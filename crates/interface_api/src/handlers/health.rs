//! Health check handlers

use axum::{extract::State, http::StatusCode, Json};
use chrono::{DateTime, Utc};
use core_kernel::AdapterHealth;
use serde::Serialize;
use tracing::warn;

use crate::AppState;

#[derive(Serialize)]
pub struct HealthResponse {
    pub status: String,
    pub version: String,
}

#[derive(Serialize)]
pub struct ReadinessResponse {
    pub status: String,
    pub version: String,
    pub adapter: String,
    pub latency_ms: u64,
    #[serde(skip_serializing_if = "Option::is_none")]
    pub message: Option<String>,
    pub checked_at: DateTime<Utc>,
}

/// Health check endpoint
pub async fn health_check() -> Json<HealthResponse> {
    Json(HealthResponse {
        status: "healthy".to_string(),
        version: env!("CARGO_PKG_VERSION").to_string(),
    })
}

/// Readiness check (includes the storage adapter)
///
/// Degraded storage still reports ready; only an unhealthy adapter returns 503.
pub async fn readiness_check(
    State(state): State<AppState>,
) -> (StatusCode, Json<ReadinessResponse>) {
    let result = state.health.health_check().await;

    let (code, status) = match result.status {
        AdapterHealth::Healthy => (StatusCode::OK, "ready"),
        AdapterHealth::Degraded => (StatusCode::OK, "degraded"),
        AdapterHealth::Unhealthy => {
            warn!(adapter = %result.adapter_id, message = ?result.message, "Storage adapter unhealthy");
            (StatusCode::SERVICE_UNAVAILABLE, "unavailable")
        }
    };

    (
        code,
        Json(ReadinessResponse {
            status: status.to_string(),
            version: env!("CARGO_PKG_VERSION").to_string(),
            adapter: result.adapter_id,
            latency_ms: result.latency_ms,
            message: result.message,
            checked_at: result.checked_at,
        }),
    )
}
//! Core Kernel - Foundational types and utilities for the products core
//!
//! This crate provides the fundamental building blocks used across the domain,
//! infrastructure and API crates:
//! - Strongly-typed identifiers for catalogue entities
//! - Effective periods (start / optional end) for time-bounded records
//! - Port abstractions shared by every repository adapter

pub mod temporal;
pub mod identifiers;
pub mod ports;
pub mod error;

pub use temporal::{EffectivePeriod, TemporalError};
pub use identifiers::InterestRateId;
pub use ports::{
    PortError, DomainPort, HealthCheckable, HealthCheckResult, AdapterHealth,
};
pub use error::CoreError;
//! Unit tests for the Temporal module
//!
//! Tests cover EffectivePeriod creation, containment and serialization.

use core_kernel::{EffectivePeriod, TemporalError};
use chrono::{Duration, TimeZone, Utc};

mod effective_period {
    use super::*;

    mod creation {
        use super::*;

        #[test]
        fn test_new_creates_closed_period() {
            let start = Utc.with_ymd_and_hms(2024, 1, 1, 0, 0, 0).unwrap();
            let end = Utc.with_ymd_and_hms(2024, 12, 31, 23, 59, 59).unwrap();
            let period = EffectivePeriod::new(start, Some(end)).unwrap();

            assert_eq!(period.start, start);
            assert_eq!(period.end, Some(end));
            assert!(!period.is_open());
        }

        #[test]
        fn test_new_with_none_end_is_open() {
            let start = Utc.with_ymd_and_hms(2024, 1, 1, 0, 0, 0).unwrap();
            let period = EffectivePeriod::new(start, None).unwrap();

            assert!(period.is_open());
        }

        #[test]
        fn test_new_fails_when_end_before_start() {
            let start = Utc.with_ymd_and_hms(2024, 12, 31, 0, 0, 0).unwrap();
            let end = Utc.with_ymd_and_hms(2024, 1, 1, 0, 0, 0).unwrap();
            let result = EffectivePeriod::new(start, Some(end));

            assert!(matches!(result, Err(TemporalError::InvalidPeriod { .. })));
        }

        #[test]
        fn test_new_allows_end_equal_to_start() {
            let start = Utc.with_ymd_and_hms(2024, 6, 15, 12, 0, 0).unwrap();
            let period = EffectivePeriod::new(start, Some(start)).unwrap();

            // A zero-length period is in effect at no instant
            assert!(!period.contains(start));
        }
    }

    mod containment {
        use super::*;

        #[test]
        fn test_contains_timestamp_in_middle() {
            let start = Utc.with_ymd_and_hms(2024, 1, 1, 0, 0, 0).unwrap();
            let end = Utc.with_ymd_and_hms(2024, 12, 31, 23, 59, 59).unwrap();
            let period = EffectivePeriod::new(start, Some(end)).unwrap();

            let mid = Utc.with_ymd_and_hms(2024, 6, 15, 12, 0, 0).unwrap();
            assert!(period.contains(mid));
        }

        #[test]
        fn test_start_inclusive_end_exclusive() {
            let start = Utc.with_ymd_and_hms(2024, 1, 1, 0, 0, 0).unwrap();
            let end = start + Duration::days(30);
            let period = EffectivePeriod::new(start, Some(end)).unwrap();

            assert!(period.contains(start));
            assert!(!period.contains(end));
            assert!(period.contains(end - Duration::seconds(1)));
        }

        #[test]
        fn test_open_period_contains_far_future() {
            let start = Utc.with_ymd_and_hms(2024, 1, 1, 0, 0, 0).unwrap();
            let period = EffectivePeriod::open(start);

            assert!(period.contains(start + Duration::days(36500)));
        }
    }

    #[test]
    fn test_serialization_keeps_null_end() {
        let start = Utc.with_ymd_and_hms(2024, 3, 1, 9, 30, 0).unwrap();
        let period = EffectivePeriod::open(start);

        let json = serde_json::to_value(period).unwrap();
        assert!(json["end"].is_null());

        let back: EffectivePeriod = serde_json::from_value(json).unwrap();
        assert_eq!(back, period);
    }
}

· · · · · · ·

-- Aim of the exercise --
In the records above, find every line with the word "EffectivePeriod" and copy it.

-- Task solution --
pub use temporal::{EffectivePeriod, TemporalError};
//! Tests cover EffectivePeriod creation, containment and serialization.
use core_kernel::{EffectivePeriod, TemporalError};
            let period = EffectivePeriod::new(start, Some(end)).unwrap();
            let period = EffectivePeriod::new(start, None).unwrap();
            let result = EffectivePeriod::new(start, Some(end));
            let period = EffectivePeriod::new(start, Some(start)).unwrap();
            let period = EffectivePeriod::new(start, Some(end)).unwrap();
            let period = EffectivePeriod::new(start, Some(end)).unwrap();
            let period = EffectivePeriod::open(start);
        let period = EffectivePeriod::open(start);
        let back: EffectivePeriod = serde_json::from_value(json).unwrap();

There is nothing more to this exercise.